2008 Debt and Bond Referenda Analysis

In November, voters will be asked to consider two bond questions that would authorize $89.7 million in new general obligation debt.  This Comments summarizes the proposed referenda and key facts concerning public debt in the Ocean State.  In addition, the report compares Rhode Island’s debt level and bond ratings to those in other states as well as national mean and median levels.  It also comments on measures of affordability and discusses the two bond questions that will be put before the voters on November 4, 2008. 
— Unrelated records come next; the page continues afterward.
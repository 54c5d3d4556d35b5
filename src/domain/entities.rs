//! Core domain entities
//!
//! Pure data types with no I/O dependencies.

use std::collections::BTreeSet;
use std::fmt;

use serde::{Deserialize, Serialize};

/// What a target does when invoked.
#[derive(Debug, Clone, Copy, PartialEq, Eq)]
pub enum Action {
    /// Print the target table
    Help,
    /// Run the lint tool chain over the package sources
    Lint,
    /// Build and upload the package
    Publish,
    /// Print the effective configuration
    Config,
    /// Statically list the imports of Python files
    Imports,
}

/// A named, invocable unit of tooling automation.
#[derive(Debug, Clone, PartialEq, Eq)]
pub struct Target {
    pub name: String,
    pub description: String,
    pub action: Action,
}

impl Target {
    pub fn new(name: impl Into<String>, description: impl Into<String>, action: Action) -> Self {
        Self {
            name: name.into(),
            description: description.into(),
            action,
        }
    }
}

/// A value that must never be printed or logged.
#[derive(Clone, PartialEq, Eq)]
pub struct Secret(String);

impl Secret {
    pub fn new(value: impl Into<String>) -> Self {
        Self(value.into())
    }

    /// The real value. Only for handing to a child process.
    pub fn expose(&self) -> &str {
        &self.0
    }
}

impl fmt::Debug for Secret {
    fn fmt(&self, f: &mut fmt::Formatter<'_>) -> fmt::Result {
        f.write_str("Secret(****)")
    }
}

impl fmt::Display for Secret {
    fn fmt(&self, f: &mut fmt::Formatter<'_>) -> fmt::Result {
        f.write_str("****")
    }
}

/// A single command-line argument of a tool step.
#[derive(Debug, Clone, PartialEq, Eq)]
pub enum Arg {
    Plain(String),
    Secret(Secret),
}

impl Arg {
    pub fn expose(&self) -> &str {
        match self {
            Arg::Plain(s) => s,
            Arg::Secret(s) => s.expose(),
        }
    }
}

impl fmt::Display for Arg {
    fn fmt(&self, f: &mut fmt::Formatter<'_>) -> fmt::Result {
        match self {
            Arg::Plain(s) => f.write_str(s),
            Arg::Secret(s) => write!(f, "{s}"),
        }
    }
}

impl From<&str> for Arg {
    fn from(s: &str) -> Self {
        Arg::Plain(s.to_string())
    }
}

impl From<String> for Arg {
    fn from(s: String) -> Self {
        Arg::Plain(s)
    }
}

/// One external process invocation in a tool chain.
#[derive(Debug, Clone, PartialEq, Eq)]
pub struct ToolStep {
    pub program: String,
    pub args: Vec<Arg>,
}

impl ToolStep {
    pub fn new(program: impl Into<String>) -> Self {
        Self {
            program: program.into(),
            args: Vec::new(),
        }
    }

    pub fn arg(mut self, arg: impl Into<Arg>) -> Self {
        self.args.push(arg.into());
        self
    }

    pub fn args<I, A>(mut self, args: I) -> Self
    where
        I: IntoIterator<Item = A>,
        A: Into<Arg>,
    {
        self.args.extend(args.into_iter().map(Into::into));
        self
    }

    /// Arguments with secrets revealed, for building the child process.
    pub fn exposed_args(&self) -> Vec<&str> {
        self.args.iter().map(Arg::expose).collect()
    }
}

impl fmt::Display for ToolStep {
    fn fmt(&self, f: &mut fmt::Formatter<'_>) -> fmt::Result {
        f.write_str(&self.program)?;
        for arg in &self.args {
            write!(f, " {arg}")?;
        }
        Ok(())
    }
}

/// Imports found in a single Python file.
#[derive(Debug, Clone, Default, PartialEq, Eq, Serialize, Deserialize)]
pub struct FileImports {
    pub library_dependencies: BTreeSet<String>,
    pub specific_submodules_imported: BTreeSet<String>,
}

/// Expand `~`, `$VAR` and `${VAR}` in a path-like string.
///
/// Unresolvable variables leave the input untouched.
pub fn expand_env_vars(path: &str) -> String {
    shellexpand::full(path)
        .map(|s| s.into_owned())
        .unwrap_or_else(|_| path.to_string())
}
Rhode Island has made significant progress in managing its debt over the past 20 years and the state has maintained debt levels within the guidelines adopted by the Rhode Island Public Finance Management Board (PMFB).  At the same time, however, the Ocean State’s debt per capita ranks 9th highest in the nation and debt in relation to personal income ranks 13th highest in the country.  
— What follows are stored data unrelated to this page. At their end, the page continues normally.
//! CLI argument definitions using clap

use std::path::PathBuf;

use clap::{ArgAction, Parser, Subcommand, ValueHint};

use crate::application::services::DEFAULT_DEPTH;

/// Developer tooling for a Python package: lint, publish, and static import checking
#[derive(Parser, Debug)]
#[command(name = "pydev")]
#[command(author, version, about, long_about = None)]
#[command(disable_help_subcommand = true)]
#[command(after_help = "Run `pydev help` to list the available targets.")]
pub struct Cli {
    /// Increase log verbosity (-v info, -vv debug, -vvv trace)
    #[arg(short, long, global = true, action = ArgAction::Count)]
    pub verbose: u8,

    /// Project directory (default: cwd)
    #[arg(short = 'C', long, env = "PYDEV_PROJECT_DIR", value_hint = ValueHint::DirPath)]
    pub project_dir: Option<PathBuf>,

    #[command(subcommand)]
    pub command: Option<Commands>,
}

#[derive(Subcommand, Debug, PartialEq, Eq)]
pub enum Commands {
    /// Target name followed by its raw arguments
    #[command(external_subcommand)]
    Target(Vec<String>),
}

impl Cli {
    /// Target name and its arguments; `help` when none was given.
    pub fn target(&self) -> (&str, &[String]) {
        match &self.command {
            Some(Commands::Target(argv)) => match argv.split_first() {
                Some((name, rest)) => (name.as_str(), rest),
                None => ("help", &[]),
            },
            None => ("help", &[]),
        }
    }
}

/// Arguments of the `imports` target
#[derive(Parser, Debug, PartialEq, Eq)]
#[command(name = "pydev imports")]
#[command(about = "Statically list the imports of Python files")]
pub struct ImportsArgs {
    /// File(s) to start at
    #[arg(short, long, required = true, num_args = 1.., value_hint = ValueHint::FilePath)]
    pub path: Vec<String>,

    /// How far to recurse into locally resolvable imports
    #[arg(short, long, default_value_t = DEFAULT_DEPTH)]
    pub depth: usize,

    /// Leave standard library modules out of library_dependencies
    ///
    /// A module counts as standard library when its top-level package does,
    /// so `os.path` and `xml.etree` are dropped along with `os`.
    #[arg(short, long)]
    pub ignore_stdlib: bool,
}

#[cfg(test)]
mod tests {
    use super::*;
    use clap::CommandFactory;

    // https://docs.rs/clap/latest/clap/_derive/_tutorial/index.html#testing
    #[test]
    fn verify_cli() {
        Cli::command().debug_assert();
        ImportsArgs::command().debug_assert();
    }

    #[test]
    fn given_imports_long_help_when_rendered_then_explains_stdlib_match() {
        let help = ImportsArgs::command().render_long_help().to_string();
        assert!(help.contains("top-level package"));
    }

    #[test]
    fn given_no_target_when_parse_then_defaults_to_help() {
        let cli = Cli::try_parse_from(["pydev"]).unwrap();
        assert_eq!(cli.target(), ("help", &[][..]));
    }

    #[test]
    fn given_target_with_flags_when_parse_then_passes_raw_args() {
        let cli = Cli::try_parse_from(["pydev", "-vv", "imports", "-p", "a.py", "--help"]).unwrap();
        let (name, args) = cli.target();
        assert_eq!(cli.verbose, 2);
        assert_eq!(name, "imports");
        assert_eq!(args, ["-p", "a.py", "--help"]);
    }

    #[test]
    fn given_help_word_when_parse_then_is_a_target() {
        let cli = Cli::try_parse_from(["pydev", "help"]).unwrap();
        assert_eq!(cli.target().0, "help");
    }

    #[test]
    fn given_imports_flags_when_parse_then_reads_all() {
        let args =
            ImportsArgs::try_parse_from(["pydev imports", "-p", "a.py", "b.py", "-d", "0", "-i"])
                .unwrap();
        assert_eq!(args.path, vec!["a.py", "b.py"]);
        assert_eq!(args.depth, 0);
        assert!(args.ignore_stdlib);
    }

    #[test]
    fn given_imports_without_path_when_parse_then_error() {
        assert!(ImportsArgs::try_parse_from(["pydev imports"]).is_err());
    }
}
Further, Fitch recently downgraded Rhode Island’s general obligation debt rating from AA to AA-, noting weakness in revenue collections and the state’s faltering economy.The FY 2009-2013 Capital Budget includes nearly $2.4 billion in revenue from current financing streams and $1.6 billion in debt issuance over the five year period.  The financing plan includes approximately $470.9 million in general obligation debt during the five year period, including the referenda proposed this November (assuming all referenda are approved).  RIPEC notes that recent market events will have an impact on borrowing requirements for the state.  With the current challenges in the debt market, it is unclear what the impact will be on the state’s ability to access the market and at what cost. RIPEC has traditionally not taken positions on bond referenda questions.However, RIPEC encourages taxpayers to consider the following questions when deciding whether to authorize new debt in November:

  • Which projects will result in investments that will strengthen the State’s economy and help grow and retain jobs?
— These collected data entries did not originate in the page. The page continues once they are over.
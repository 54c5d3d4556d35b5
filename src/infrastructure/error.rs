//! Infrastructure-level errors (wraps application errors)

use thiserror::Error;

use crate::application::ApplicationError;

/// Infrastructure errors wrap application errors and add process-level concerns.
#[derive(Error, Debug)]
pub enum InfraError {
    #[error("{0}")]
    Application(#[from] ApplicationError),

    #[error("I/O error: {context}")]
    Io {
        context: String,
        #[source]
        source: std::io::Error,
    },

    #[error("{program}: command not found")]
    ToolNotFound { program: String },

    #[error("{program} failed with exit code {code}")]
    ToolFailed { program: String, code: i32 },

    #[error("{program} terminated by signal {signal}")]
    ToolKilled { program: String, signal: i32 },
}

impl InfraError {
    /// Create an I/O error with context.
    pub fn io(context: impl Into<String>, source: std::io::Error) -> Self {
        Self::Io {
            context: context.into(),
            source,
        }
    }
}

/// Result type for infrastructure layer operations.
pub type InfraResult<T> = Result<T, InfraError>;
  • Do some of the proposed projects represent higher priorities than others given finite resources?
  • What is the “opportunity cost” of these projects if they are not approved?
  • Do the benefits outweigh the costs of the project when interest costs are taken into account?
  • Will these projects help the State achieve its policy goals?
  • What impact will new capital projects have on the cost of operating state government?
  • What will be the impact of the current credit situation on the availability and cost of borrowing?